//! Datastore contracts: entity blocks, the per-slave context, and the
//! server-wide device-id-indexed context.

pub mod block;
pub mod server;
pub mod slave;

pub use block::{DataBlock, SequentialBlock, SparseBlock};
pub use server::ServerContext;
pub use slave::{EntityKind, SlaveContext, Values};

★ ★ ★ ★ ★ ★ ★

WORK ITEM: Would you reproduce the material above in full, exactly as given?

OUTPUT OF THE EXERCISE:
//! Datastore contracts: entity blocks, the per-slave context, and the
//! server-wide device-id-indexed context.

pub mod block;
pub mod server;
pub mod slave;

pub use block::{DataBlock, SequentialBlock, SparseBlock};
pub use server::ServerContext;
pub use slave::{EntityKind, SlaveContext, Values};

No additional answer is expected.